use std::time::Duration;

use async_trait::async_trait;
use base64::Engine as _;
use reqwest::Client;
use serde::Deserialize;
use serde_json::json;
use tracing::{debug, info};

use crate::backend::{ImageGenerator, TextGenerator, TextOutput};
use crate::config::BackendConfig;
use crate::error::BackendError;
use crate::scene::AspectRatio;

const GEMINI_API_BASE: &str = "https://generativelanguage.googleapis.com/v1beta/models";

/// Reference backend client for the Gemini API family.
///
/// Implements both [`TextGenerator`] and [`ImageGenerator`] over plain HTTP.
#[derive(Debug, Clone)]
pub struct GeminiClient {
    api_key: String,
    text_model: String,
    image_model: String,
    client: Client,
}

#[derive(Debug, Deserialize)]
struct GenerateContentResponse {
    candidates: Option<Vec<Candidate>>,
}

#[derive(Debug, Deserialize)]
struct Candidate {
    content: Content,
}

#[derive(Debug, Deserialize)]
struct Content {
    parts: Vec<Part>,
}

#[derive(Debug, Deserialize)]
struct Part {
    text: Option<String>,
}

#[derive(Debug, Deserialize)]
struct PredictResponse {
    predictions: Option<Vec<Prediction>>,
}

#[derive(Debug, Deserialize)]
#[serde(rename_all = "camelCase")]
struct Prediction {
    bytes_base64_encoded: Option<String>,
}

impl GeminiClient {
    /// Build a client from configuration, reading the API key from the
    /// environment variable named in `config.api_key_env`.
    pub fn from_config(config: &BackendConfig) -> Result<Self, BackendError> {
        let api_key = std::env::var(&config.api_key_env).map_err(|_| {
            BackendError::new(401, format!("missing API key in ${}", config.api_key_env))
        })?;

        Ok(Self::new(
            api_key,
            config.text_model.clone(),
            config.image_model.clone(),
            Duration::from_secs(config.timeout_seconds),
        ))
    }

    pub fn new(
        api_key: String,
        text_model: String,
        image_model: String,
        timeout: Duration,
    ) -> Self {
        let client = Client::builder()
            .timeout(timeout)
            .build()
            .unwrap_or_default();

        Self { api_key, text_model, image_model, client }
    }

    async fn post_json(
        &self,
        url: &str,
        body: serde_json::Value,
    ) -> Result<serde_json::Value, BackendError> {
        let response = self
            .client
            .post(url)
            .header("Content-Type", "application/json")
            .json(&body)
            .send()
            .await
            .map_err(|e| BackendError::new(0, format!("request failed: {e}")))?;

        let status = response.status();
        if !status.is_success() {
            let error_text = response.text().await.unwrap_or_default();
            return Err(BackendError::new(status.as_u16(), error_text));
        }

        response
            .json()
            .await
            .map_err(|e| BackendError::new(status.as_u16(), format!("malformed payload: {e}")))
    }
}

#[async_trait]
impl TextGenerator for GeminiClient {
    async fn generate_text(
        &self,
        prompt: &str,
        schema: Option<&serde_json::Value>,
    ) -> Result<TextOutput, BackendError> {
        info!("Requesting text generation from {}", self.text_model);

        let mut body = json!({
            "contents": [{ "parts": [{ "text": prompt }] }]
        });

        if let Some(schema) = schema {
            body["generationConfig"] = json!({
                "responseMimeType": "application/json",
                "responseSchema": schema,
            });
        }

        let url = format!(
            "{}/{}:generateContent?key={}",
            GEMINI_API_BASE, self.text_model, self.api_key
        );

        let payload: GenerateContentResponse =
            serde_json::from_value(self.post_json(&url, body).await?)
                .map_err(|e| BackendError::new(200, format!("malformed payload: {e}")))?;

        let text = payload
            .candidates
            .and_then(|mut c| c.drain(..).next())
            .and_then(|c| c.content.parts.into_iter().find_map(|p| p.text))
            .ok_or_else(|| BackendError::new(200, "response contained no text"))?;

        debug!("Received {} chars of generated text", text.len());

        if schema.is_some() {
            // Schema-constrained responses come back as a JSON document in
            // the text part; fall back to raw if it does not parse.
            match serde_json::from_str(&text) {
                Ok(value) => return Ok(TextOutput::Structured(value)),
                Err(e) => debug!("Structured parse failed, degrading to raw: {e}"),
            }
        }

        Ok(TextOutput::Raw(text))
    }
}

#[async_trait]
impl ImageGenerator for GeminiClient {
    async fn generate_image(
        &self,
        prompt: &str,
        aspect_ratio: AspectRatio,
    ) -> Result<Vec<u8>, BackendError> {
        info!("Requesting image generation from {}", self.image_model);

        let body = json!({
            "instances": [{ "prompt": prompt }],
            "parameters": {
                "sampleCount": 1,
                "aspectRatio": aspect_ratio.as_str(),
            }
        });

        let url = format!(
            "{}/{}:predict?key={}",
            GEMINI_API_BASE, self.image_model, self.api_key
        );

        let payload: PredictResponse = serde_json::from_value(self.post_json(&url, body).await?)
            .map_err(|e| BackendError::new(200, format!("malformed payload: {e}")))?;

        let encoded = payload
            .predictions
            .and_then(|mut p| p.drain(..).next())
            .and_then(|p| p.bytes_base64_encoded)
            .ok_or_else(|| BackendError::new(200, "response contained no image data"))?;

        let bytes = base64::engine::general_purpose::STANDARD
            .decode(encoded.as_bytes())
            .map_err(|e| BackendError::new(200, format!("invalid image encoding: {e}")))?;

        debug!("Received {} bytes of image data", bytes.len());
        Ok(bytes)
    }
}
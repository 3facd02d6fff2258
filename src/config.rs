use std::collections::HashMap;
use std::path::Path;

use serde::{Deserialize, Serialize};

use crate::error::{ConfigError, Result};

/// Main configuration for Storycraft
#[derive(Debug, Clone, Serialize, Deserialize)]
pub struct Config {
    /// Story decomposition settings
    pub story: StoryConfig,

    /// Image generation settings
    pub generation: GenerationConfig,

    /// Video compilation settings
    pub video: VideoConfig,

    /// Sound effect library (effect id -> audio file path)
    pub effects: EffectsConfig,

    /// Backend endpoint settings
    pub backend: BackendConfig,
}

impl Default for Config {
    fn default() -> Self {
        Self {
            story: StoryConfig::default(),
            generation: GenerationConfig::default(),
            video: VideoConfig::default(),
            effects: EffectsConfig::default(),
            backend: BackendConfig::default(),
        }
    }
}

impl Config {
    /// Load configuration from a TOML file
    pub fn from_file<P: AsRef<Path>>(path: P) -> Result<Self> {
        let path = path.as_ref();
        let content = std::fs::read_to_string(path)
            .map_err(|_| ConfigError::FileNotFound { path: path.display().to_string() })?;

        let config: Config = toml::from_str(&content)
            .map_err(|_| ConfigError::ParseFailed { path: path.display().to_string() })?;
        Ok(config)
    }

    /// Save configuration to a TOML file
    pub fn save_to_file<P: AsRef<Path>>(&self, path: P) -> Result<()> {
        let content = toml::to_string_pretty(self).map_err(|e| ConfigError::InvalidValue {
            key: "config".to_string(),
            value: e.to_string(),
        })?;

        std::fs::write(path, content)?;
        Ok(())
    }

    /// Validate the configuration
    pub fn validate(&self) -> Result<()> {
        self.story.validate()?;
        self.generation.validate()?;
        self.video.validate()?;
        Ok(())
    }
}

/// Story decomposition configuration
#[derive(Debug, Clone, Serialize, Deserialize)]
pub struct StoryConfig {
    /// Default number of scenes to request from the backend
    pub default_scene_count: usize,

    /// Hard upper bound on scenes per story
    pub max_scene_count: usize,

    /// Invariant style text appended to every scene's image prompt so all
    /// images in one story share consistent subjects and composition
    pub style_prefix: String,

    /// Marker the backend is told to place between scene blocks when
    /// structured output is unavailable
    pub scene_separator: String,
}

impl Default for StoryConfig {
    fn default() -> Self {
        Self {
            default_scene_count: 6,
            max_scene_count: 10,
            style_prefix: "Children's animated style, soft colors, consistent recurring \
                           characters across all scenes."
                .to_string(),
            scene_separator: "===SCENE===".to_string(),
        }
    }
}

impl StoryConfig {
    fn validate(&self) -> Result<()> {
        if self.default_scene_count == 0 || self.default_scene_count > self.max_scene_count {
            return Err(ConfigError::InvalidValue {
                key: "story.default_scene_count".to_string(),
                value: self.default_scene_count.to_string(),
            }
            .into());
        }

        if self.scene_separator.trim().is_empty() {
            return Err(ConfigError::MissingKey {
                key: "story.scene_separator".to_string(),
            }
            .into());
        }

        Ok(())
    }
}

/// Image generation configuration
#[derive(Debug, Clone, Serialize, Deserialize)]
pub struct GenerationConfig {
    /// Failed attempts allowed per generation request; the scene is marked
    /// failed once its retry count reaches this bound
    pub max_retries: u32,

    /// Backoff intervals in seconds between automatic retries; the last
    /// entry repeats if there are more retries than entries
    pub backoff_seconds: Vec<u64>,

    /// Maximum concurrent backend calls across scenes
    pub max_workers: usize,
}

impl Default for GenerationConfig {
    fn default() -> Self {
        Self {
            max_retries: 2,
            backoff_seconds: vec![1, 3],
            max_workers: num_cpus::get().min(4),
        }
    }
}

impl GenerationConfig {
    fn validate(&self) -> Result<()> {
        if self.max_workers == 0 {
            return Err(ConfigError::InvalidValue {
                key: "generation.max_workers".to_string(),
                value: self.max_workers.to_string(),
            }
            .into());
        }

        if self.backoff_seconds.is_empty() {
            return Err(ConfigError::MissingKey {
                key: "generation.backoff_seconds".to_string(),
            }
            .into());
        }

        Ok(())
    }

    /// Backoff before retry number `retry` (1-based)
    pub fn backoff_for_retry(&self, retry: u32) -> std::time::Duration {
        let idx = (retry as usize).saturating_sub(1).min(self.backoff_seconds.len() - 1);
        std::time::Duration::from_secs(self.backoff_seconds[idx])
    }
}

/// Video compilation configuration
#[derive(Debug, Clone, Serialize, Deserialize)]
pub struct VideoConfig {
    /// Output frame rate
    pub fps: u32,

    /// Seconds each still-image scene is displayed
    pub still_duration: f64,

    /// Maximum seconds kept from an uploaded video clip
    pub max_clip_duration: f64,

    /// Video codec for the output file
    pub codec: String,

    /// Audio codec for the output file
    pub audio_codec: String,
}

impl Default for VideoConfig {
    fn default() -> Self {
        Self {
            fps: 30,
            still_duration: 1.0,
            max_clip_duration: 5.0,
            codec: "libx264".to_string(),
            audio_codec: "aac".to_string(),
        }
    }
}

impl VideoConfig {
    fn validate(&self) -> Result<()> {
        if self.fps == 0 {
            return Err(ConfigError::InvalidValue {
                key: "video.fps".to_string(),
                value: self.fps.to_string(),
            }
            .into());
        }

        if self.still_duration <= 0.0 || self.max_clip_duration <= 0.0 {
            return Err(ConfigError::InvalidValue {
                key: "video.durations".to_string(),
                value: format!("{}/{}", self.still_duration, self.max_clip_duration),
            }
            .into());
        }

        Ok(())
    }
}

/// Static effect library mapping: effect id -> audio asset path.
/// Read-only at runtime, never discovered dynamically.
#[derive(Debug, Clone, Serialize, Deserialize)]
pub struct EffectsConfig {
    pub library: HashMap<String, String>,
}

impl Default for EffectsConfig {
    fn default() -> Self {
        let mut library = HashMap::new();
        library.insert("eating".to_string(), "assets/sfx/eating.mp3".to_string());
        library.insert("water".to_string(), "assets/sfx/water.mp3".to_string());
        library.insert("footsteps".to_string(), "assets/sfx/footsteps.mp3".to_string());
        library.insert("wind".to_string(), "assets/sfx/wind.mp3".to_string());
        library.insert("birds".to_string(), "assets/sfx/birds.mp3".to_string());
        Self { library }
    }
}

/// Backend endpoint configuration
#[derive(Debug, Clone, Serialize, Deserialize)]
pub struct BackendConfig {
    /// Environment variable holding the API key
    pub api_key_env: String,

    /// Text generation model name
    pub text_model: String,

    /// Image generation model name
    pub image_model: String,

    /// Request timeout in seconds
    pub timeout_seconds: u64,
}

impl Default for BackendConfig {
    fn default() -> Self {
        Self {
            api_key_env: "GEMINI_API_KEY".to_string(),
            text_model: "gemini-1.5-pro".to_string(),
            image_model: "imagen-3.0-generate-001".to_string(),
            timeout_seconds: 120,
        }
    }
}

#[cfg(test)]
mod tests {
    use super::*;
    use tempfile::tempdir;

    #[test]
    fn test_default_config_is_valid() {
        let config = Config::default();
        assert!(config.validate().is_ok());
    }

    #[test]
    fn test_config_roundtrip() {
        let dir = tempdir().unwrap();
        let file_path = dir.path().join("test_config.toml");

        let original_config = Config::default();

        original_config.save_to_file(&file_path).unwrap();
        let loaded_config = Config::from_file(&file_path).unwrap();

        assert_eq!(original_config.video.fps, loaded_config.video.fps);
        assert_eq!(
            original_config.generation.max_retries,
            loaded_config.generation.max_retries
        );
        assert_eq!(
            original_config.story.scene_separator,
            loaded_config.story.scene_separator
        );
    }

    #[test]
    fn test_invalid_worker_count() {
        let mut config = Config::default();
        config.generation.max_workers = 0;
        assert!(config.validate().is_err());
    }

    #[test]
    fn test_invalid_still_duration() {
        let mut config = Config::default();
        config.video.still_duration = 0.0;
        assert!(config.validate().is_err());
    }

    #[test]
    fn test_backoff_schedule_repeats_last_entry() {
        let config = GenerationConfig::default();
        assert_eq!(config.backoff_for_retry(1).as_secs(), 1);
        assert_eq!(config.backoff_for_retry(2).as_secs(), 3);
        assert_eq!(config.backoff_for_retry(5).as_secs(), 3);
    }
}
use std::path::PathBuf;

use serde::{Deserialize, Serialize};

/// Stable identity for a scene, independent of its position.
///
/// Indices shift on insert/delete/reorder; ids never do. In-flight
/// generation results are committed against an id, not an index, so a
/// structural change can never apply a result to the wrong scene.
#[derive(Debug, Clone, Copy, PartialEq, Eq, Hash, PartialOrd, Ord)]
pub struct SceneId(pub u64);

/// Lifecycle of one scene's image generation
#[derive(Debug, Clone, PartialEq, Eq)]
pub enum GenerationState {
    Unstarted,
    InProgress,
    Succeeded,
    Failed(String),
}

impl GenerationState {
    pub fn is_terminal(&self) -> bool {
        matches!(self, Self::Succeeded | Self::Failed(_))
    }
}

/// A complete generated visual asset. Either absent or whole, never
/// partially written.
#[derive(Debug, Clone)]
pub struct ImageAsset {
    pub bytes: Vec<u8>,
    pub format: ImageFormat,
    /// Pixel dimensions, known when the asset was decoded on arrival
    pub dimensions: Option<(u32, u32)>,
}

#[derive(Debug, Clone, Copy, PartialEq, Eq)]
pub enum ImageFormat {
    Png,
    Jpeg,
}

impl ImageFormat {
    pub fn extension(&self) -> &'static str {
        match self {
            Self::Png => "png",
            Self::Jpeg => "jpg",
        }
    }

    /// Sniff the format from magic bytes, defaulting to PNG
    pub fn sniff(bytes: &[u8]) -> Self {
        if bytes.starts_with(&[0xFF, 0xD8, 0xFF]) {
            Self::Jpeg
        } else {
            Self::Png
        }
    }
}

impl ImageAsset {
    /// Wrap bytes without validating them
    pub fn new(bytes: Vec<u8>) -> Self {
        let format = ImageFormat::sniff(&bytes);
        Self { bytes, format, dimensions: None }
    }

    /// Decode and validate a backend payload. A payload that is not a
    /// decodable image is treated as a failed attempt, never stored.
    pub fn decode(bytes: Vec<u8>) -> std::result::Result<Self, String> {
        let decoded = image::load_from_memory(&bytes)
            .map_err(|e| format!("undecodable image payload: {e}"))?;
        let format = ImageFormat::sniff(&bytes);
        Ok(Self {
            dimensions: Some((decoded.width(), decoded.height())),
            bytes,
            format,
        })
    }
}

/// Output orientation requested by the user
#[derive(Debug, Clone, Copy, PartialEq, Eq, Serialize, Deserialize, Default)]
pub enum AspectRatio {
    #[serde(rename = "9:16")]
    Portrait,
    #[serde(rename = "16:9")]
    #[default]
    Landscape,
    #[serde(rename = "1:1")]
    Square,
}

impl AspectRatio {
    pub fn as_str(&self) -> &'static str {
        match self {
            Self::Portrait => "9:16",
            Self::Landscape => "16:9",
            Self::Square => "1:1",
        }
    }

    pub fn parse(s: &str) -> Option<Self> {
        match s {
            "9:16" => Some(Self::Portrait),
            "16:9" => Some(Self::Landscape),
            "1:1" => Some(Self::Square),
            _ => None,
        }
    }

    /// Orientation constraint embedded into image prompts. The backend has
    /// no structural guarantee of output shape, so the ratio travels in the
    /// prompt text.
    pub fn prompt_constraint(&self) -> &'static str {
        match self {
            Self::Portrait => "Vertical 9:16 portrait composition.",
            Self::Landscape => "Wide 16:9 landscape composition.",
            Self::Square => "Square 1:1 composition.",
        }
    }
}

/// One ordered unit of the story
#[derive(Debug, Clone)]
pub struct Scene {
    pub id: SceneId,
    /// Position in the ordered sequence, 0-based, contiguous
    pub index: usize,
    pub title: String,
    pub summary: String,
    /// Text sent to the image backend; edited independently of `summary`
    pub image_prompt: String,
    /// Intended animation, informational only
    pub motion_prompt: Option<String>,
    pub image: Option<ImageAsset>,
    /// User-uploaded clip used instead of a still at compile time
    pub video_clip: Option<PathBuf>,
    /// Effect id matched from scene text, recomputed on text edits
    pub audio_effect: Option<String>,
    pub generation_state: GenerationState,
    pub retry_count: u32,
    /// Monotonically increasing per-scene token; results from attempts
    /// tagged with an older token are discarded
    pub token: u64,
}

impl Scene {
    pub fn new(id: SceneId, index: usize, descriptor: SceneDescriptor) -> Self {
        Self {
            id,
            index,
            title: descriptor.title,
            summary: descriptor.summary,
            image_prompt: descriptor.image_prompt,
            motion_prompt: descriptor.motion_prompt,
            image: None,
            video_clip: None,
            audio_effect: None,
            generation_state: GenerationState::Unstarted,
            retry_count: 0,
            token: 0,
        }
    }

    /// Whether this scene contributes a segment to a compiled video
    pub fn is_renderable(&self) -> bool {
        self.image.is_some() || self.video_clip.is_some()
    }
}

/// Parsed output of decomposition, before a scene is added to a store
#[derive(Debug, Clone, PartialEq, Eq)]
pub struct SceneDescriptor {
    pub title: String,
    pub summary: String,
    pub image_prompt: String,
    pub motion_prompt: Option<String>,
}

/// The user's free-text input plus per-story configuration. Consumed once
/// by decomposition; not retained afterward.
#[derive(Debug, Clone)]
pub struct StoryDraft {
    pub text: String,
    pub scene_count: usize,
    pub aspect_ratio: AspectRatio,
    pub style: Option<String>,
}

impl StoryDraft {
    pub fn new(text: impl Into<String>, scene_count: usize) -> Self {
        Self {
            text: text.into(),
            scene_count,
            aspect_ratio: AspectRatio::default(),
            style: None,
        }
    }
}
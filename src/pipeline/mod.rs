//! # Pipeline Module
//!
//! The story engine orchestrating decomposition, image generation, bundle
//! export and video compilation.

mod engine;

pub use engine::StoryEngine;
//! # Storycraft
//!
//! Turn a short story draft into a sequence of illustrated scenes, then
//! assemble them into a downloadable bundle or a compiled video.
//!
//! The pipeline decomposes a draft into ordered scene records via a text
//! generation backend, fills each scene with a generated image (with
//! bounded retries and manual regeneration), annotates scenes with matched
//! sound effects, and finally concatenates the per-scene assets into one
//! continuous output.
//!
//! ## Quick Start
//!
//! ```rust,no_run
//! use std::sync::Arc;
//! use storycraft::{
//!     backend::GeminiClient,
//!     config::Config,
//!     pipeline::StoryEngine,
//!     scene::StoryDraft,
//! };
//!
//! # #[tokio::main]
//! # async fn main() -> anyhow::Result<()> {
//! let config = Config::default();
//! let client = Arc::new(GeminiClient::from_config(&config.backend)?);
//!
//! let mut engine = StoryEngine::new(config, client.clone(), client);
//! engine
//!     .decompose_draft(&StoryDraft::new(
//!         "a cat and her kitten fishing and they catch a shark",
//!         6,
//!     ))
//!     .await?;
//! engine.generate_images().await?;
//! engine.export_bundle("story.zip").await?;
//! # Ok(())
//! # }
//! ```
//!
//! ## Architecture
//!
//! - [`scene`] - Scene data model, store and draft decomposition
//! - [`synth`] - Per-scene image generation with retry and cancellation
//! - [`sound`] - Keyword-based effect matching and the effect library
//! - [`compile`] - Video compilation from per-scene assets
//! - [`export`] - ZIP bundle export
//! - [`pipeline`] - The orchestrating engine
//! - [`backend`] - Generative backend traits and the Gemini client
//!
//! ## Custom Backends
//!
//! Any backend can drive the pipeline by implementing the
//! [`TextGenerator`](backend::TextGenerator) and
//! [`ImageGenerator`](backend::ImageGenerator) traits.

pub mod backend;
pub mod compile;
pub mod config;
pub mod error;
pub mod export;
pub mod pipeline;
pub mod scene;
pub mod sound;
pub mod synth;

// Re-export commonly used types for convenience
pub use crate::{
    config::Config,
    error::{Result, StorycraftError},
    pipeline::StoryEngine,
    scene::{Scene, SceneStore, StoryDraft},
};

------------------------------------------------

> WHAT TO DO:
Note every line of the entries in which "GenerationState" appears, and copy it down.

> RESULT OF THIS EXERCISE:
pub enum GenerationState {
impl GenerationState {
    pub generation_state: GenerationState,
            generation_state: GenerationState::Unstarted,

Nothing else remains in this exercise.